___ Material shown ___

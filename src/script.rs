use crate::pdf_utils::resolve;
use crate::{
    Analyzer, AnalyzerError, AnalyzerKind, Finding, FindingResult, ParseMode, ScanTarget,
    ScriptEntry, ScriptVerdict, Severity,
};
use flate2::read::ZlibDecoder;
use lopdf::{Document, Object, ObjectId};
use std::io::Read;
use tracing::debug;

const PREVIEW_CHARS: usize = 120;

/// Decompressed scripts larger than this are truncated before analysis.
const MAX_SCRIPT_BYTES: usize = 4 * 1024 * 1024;

/// A single unbroken run of this many non-whitespace bytes is typical of
/// packed or encoded payloads and rare in hand-written code.
const LONG_RUN_THRESHOLD: usize = 1000;

/// Shannon entropy (bits per byte) above which a sizeable script is
/// considered encoded.
const HIGH_ENTROPY_THRESHOLD: f64 = 5.5;
const ENTROPY_MIN_LEN: usize = 256;

const SUSPICIOUS_APIS: &[&str] = &[
    "app.launchURL",
    "app.mailMsg",
    "app.setTimeOut",
    "util.printf",
    "util.printd",
    "this.getURL",
    "this.submitForm",
    "submitForm",
    "importDataObject",
    "exportDataObject",
    "this.exportDataObject",
    "media.newPlayer",
    "getAnnots",
    "syncAnnotScan",
    "Collab.collectEmailInfo",
    "Collab.getIcon",
    "spell.customDictionaryOpen",
    "app.plugIns",
    "app.viewerVersion",
];

// ── ScriptEngine ──────────────────────────────────────────────────────────────

/// Something that looks at one script and reports what it finds notable.
///
/// An empty result means "nothing suspicious". The analyzer treats the
/// engine as a black box and records its signals verbatim.
pub trait ScriptEngine: Send + Sync {
    fn analyze(&self, source: &[u8]) -> Vec<String>;
}

/// Static, token-based detection of obfuscation and risky Acrobat APIs. It
/// never executes the script.
///
/// ```
/// use pdfprobe::{HeuristicScriptEngine, ScriptEngine};
///
/// let signals = HeuristicScriptEngine.analyze(b"eval(unescape('%u9090%u9090'))");
/// assert!(signals.contains(&"eval".to_string()));
/// assert!(signals.contains(&"unescape".to_string()));
/// assert!(signals.contains(&"unicode_escapes".to_string()));
/// ```
#[derive(Debug, Clone, Copy, Default)]
pub struct HeuristicScriptEngine;

impl ScriptEngine for HeuristicScriptEngine {
    fn analyze(&self, source: &[u8]) -> Vec<String> {
        let mut signals = Vec::new();

        for word in ["eval", "unescape", "fromCharCode"] {
            if find_word(source, word.as_bytes()) {
                signals.push(word.to_string());
            }
        }
        if find_token(source, b"\\x") {
            signals.push("hex_escapes".to_string());
        }
        if find_token(source, b"\\u") || find_token(source, b"%u") {
            signals.push("unicode_escapes".to_string());
        }
        for api in SUSPICIOUS_APIS {
            if find_token(source, api.as_bytes()) {
                signals.push(format!("api:{api}"));
            }
        }
        if longest_token_run(source) >= LONG_RUN_THRESHOLD {
            signals.push("long_token_run".to_string());
        }
        if source.len() >= ENTROPY_MIN_LEN && shannon_entropy(source) > HIGH_ENTROPY_THRESHOLD {
            signals.push("high_entropy".to_string());
        }

        signals
    }
}

// ── ScriptAnalyzer ────────────────────────────────────────────────────────────

/// Finds embedded JavaScript and hands each script to a [`ScriptEngine`].
///
/// The document is first loaded with lopdf. The raw bytes are always scanned
/// for `/JS` entries as well: objects the cross-reference table does not list
/// are invisible to lopdf, and when loading fails the raw scan is all there is.
pub struct ScriptAnalyzer {
    engine: Box<dyn ScriptEngine>,
}

impl Default for ScriptAnalyzer {
    fn default() -> Self {
        Self::new()
    }
}

impl ScriptAnalyzer {
    /// Analyzer backed by [`HeuristicScriptEngine`].
    pub fn new() -> Self {
        Self::with_engine(Box::new(HeuristicScriptEngine))
    }

    pub fn with_engine(engine: Box<dyn ScriptEngine>) -> Self {
        Self { engine }
    }

    /// Analyze an in-memory file.
    pub fn analyze_bytes(&self, data: &[u8]) -> ScriptVerdict {
        let (parse_mode, parse_error, raw) = match Document::load_mem(data) {
            Ok(document) => {
                let mut found = scripts_in_document(&document);
                merge_raw_scripts(&mut found, scripts_in_raw_bytes(data));
                (ParseMode::Strict, None, found)
            }
            Err(e) => {
                debug!(error = %e, "strict parse failed, scanning raw bytes for scripts");
                (ParseMode::Tolerant, Some(e.to_string()), scripts_in_raw_bytes(data))
            }
        };

        let scripts = raw
            .into_iter()
            .map(|(object_id, source)| ScriptEntry {
                object_id,
                length: source.len(),
                preview: preview(&source),
                signals: self.engine.analyze(&source),
            })
            .collect();

        ScriptVerdict {
            parse_mode,
            parse_error,
            scripts,
        }
    }

    /// Info when nothing was found, Suspicious when the engine flagged
    /// anything, Warning for scripts it found unremarkable.
    pub fn severity(verdict: &ScriptVerdict) -> Severity {
        if verdict.scripts.is_empty() {
            Severity::Info
        } else if verdict.scripts.iter().any(|s| !s.signals.is_empty()) {
            Severity::Suspicious
        } else {
            Severity::Warning
        }
    }
}

impl Analyzer for ScriptAnalyzer {
    fn kind(&self) -> AnalyzerKind {
        AnalyzerKind::Script
    }

    fn run(&self, target: &ScanTarget) -> Result<Finding, AnalyzerError> {
        let data = std::fs::read(target.path())?;
        let verdict = self.analyze_bytes(&data);
        let severity = Self::severity(&verdict);
        Ok(Finding::new(self.kind(), FindingResult::Script(verdict), severity))
    }
}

___

## Task to complete
Everything in the data above should be set down again precisely.

## Exercise solution
filename src/script.rs
use crate::pdf_utils::resolve;
use crate::{
    Analyzer, AnalyzerError, AnalyzerKind, Finding, FindingResult, ParseMode, ScanTarget,
    ScriptEntry, ScriptVerdict, Severity,
};
use flate2::read::ZlibDecoder;
use lopdf::{Document, Object, ObjectId};
use std::io::Read;
use tracing::debug;

const PREVIEW_CHARS: usize = 120;

/// Decompressed scripts larger than this are truncated before analysis.
const MAX_SCRIPT_BYTES: usize = 4 * 1024 * 1024;

/// A single unbroken run of this many non-whitespace bytes is typical of
/// packed or encoded payloads and rare in hand-written code.
const LONG_RUN_THRESHOLD: usize = 1000;

/// Shannon entropy (bits per byte) above which a sizeable script is
/// considered encoded.
const HIGH_ENTROPY_THRESHOLD: f64 = 5.5;
const ENTROPY_MIN_LEN: usize = 256;

const SUSPICIOUS_APIS: &[&str] = &[
    "app.launchURL",
    "app.mailMsg",
    "app.setTimeOut",
    "util.printf",
    "util.printd",
    "this.getURL",
    "this.submitForm",
    "submitForm",
    "importDataObject",
    "exportDataObject",
    "this.exportDataObject",
    "media.newPlayer",
    "getAnnots",
    "syncAnnotScan",
    "Collab.collectEmailInfo",
    "Collab.getIcon",
    "spell.customDictionaryOpen",
    "app.plugIns",
    "app.viewerVersion",
];

// ── ScriptEngine ──────────────────────────────────────────────────────────────

/// Something that looks at one script and reports what it finds notable.
///
/// An empty result means "nothing suspicious". The analyzer treats the
/// engine as a black box and records its signals verbatim.
pub trait ScriptEngine: Send + Sync {
    fn analyze(&self, source: &[u8]) -> Vec<String>;
}

/// Static, token-based detection of obfuscation and risky Acrobat APIs. It
/// never executes the script.
///
/// ```
/// use pdfprobe::{HeuristicScriptEngine, ScriptEngine};
///
/// let signals = HeuristicScriptEngine.analyze(b"eval(unescape('%u9090%u9090'))");
/// assert!(signals.contains(&"eval".to_string()));
/// assert!(signals.contains(&"unescape".to_string()));
/// assert!(signals.contains(&"unicode_escapes".to_string()));
/// ```
#[derive(Debug, Clone, Copy, Default)]
pub struct HeuristicScriptEngine;

impl ScriptEngine for HeuristicScriptEngine {
    fn analyze(&self, source: &[u8]) -> Vec<String> {
        let mut signals = Vec::new();

        for word in ["eval", "unescape", "fromCharCode"] {
            if find_word(source, word.as_bytes()) {
                signals.push(word.to_string());
            }
        }
        if find_token(source, b"\\x") {
            signals.push("hex_escapes".to_string());
        }
        if find_token(source, b"\\u") || find_token(source, b"%u") {
            signals.push("unicode_escapes".to_string());
        }
        for api in SUSPICIOUS_APIS {
            if find_token(source, api.as_bytes()) {
                signals.push(format!("api:{api}"));
            }
        }
        if longest_token_run(source) >= LONG_RUN_THRESHOLD {
            signals.push("long_token_run".to_string());
        }
        if source.len() >= ENTROPY_MIN_LEN && shannon_entropy(source) > HIGH_ENTROPY_THRESHOLD {
            signals.push("high_entropy".to_string());
        }

        signals
    }
}

// ── ScriptAnalyzer ────────────────────────────────────────────────────────────

/// Finds embedded JavaScript and hands each script to a [`ScriptEngine`].
///
/// The document is first loaded with lopdf. The raw bytes are always scanned
/// for `/JS` entries as well: objects the cross-reference table does not list
/// are invisible to lopdf, and when loading fails the raw scan is all there is.
pub struct ScriptAnalyzer {
    engine: Box<dyn ScriptEngine>,
}

impl Default for ScriptAnalyzer {
    fn default() -> Self {
        Self::new()
    }
}

impl ScriptAnalyzer {
    /// Analyzer backed by [`HeuristicScriptEngine`].
    pub fn new() -> Self {
        Self::with_engine(Box::new(HeuristicScriptEngine))
    }

    pub fn with_engine(engine: Box<dyn ScriptEngine>) -> Self {
        Self { engine }
    }

    /// Analyze an in-memory file.
    pub fn analyze_bytes(&self, data: &[u8]) -> ScriptVerdict {
        let (parse_mode, parse_error, raw) = match Document::load_mem(data) {
            Ok(document) => {
                let mut found = scripts_in_document(&document);
                merge_raw_scripts(&mut found, scripts_in_raw_bytes(data));
                (ParseMode::Strict, None, found)
            }
            Err(e) => {
                debug!(error = %e, "strict parse failed, scanning raw bytes for scripts");
                (ParseMode::Tolerant, Some(e.to_string()), scripts_in_raw_bytes(data))
            }
        };

        let scripts = raw
            .into_iter()
            .map(|(object_id, source)| ScriptEntry {
                object_id,
                length: source.len(),
                preview: preview(&source),
                signals: self.engine.analyze(&source),
            })
            .collect();

        ScriptVerdict {
            parse_mode,
            parse_error,
            scripts,
        }
    }

    /// Info when nothing was found, Suspicious when the engine flagged
    /// anything, Warning for scripts it found unremarkable.
    pub fn severity(verdict: &ScriptVerdict) -> Severity {
        if verdict.scripts.is_empty() {
            Severity::Info
        } else if verdict.scripts.iter().any(|s| !s.signals.is_empty()) {
            Severity::Suspicious
        } else {
            Severity::Warning
        }
    }
}

impl Analyzer for ScriptAnalyzer {
    fn kind(&self) -> AnalyzerKind {
        AnalyzerKind::Script
    }

    fn run(&self, target: &ScanTarget) -> Result<Finding, AnalyzerError> {
        let data = std::fs::read(target.path())?;
        let verdict = self.analyze_bytes(&data);
        let severity = Self::severity(&verdict);
        Ok(Finding::new(self.kind(), FindingResult::Script(verdict), severity))
    }
}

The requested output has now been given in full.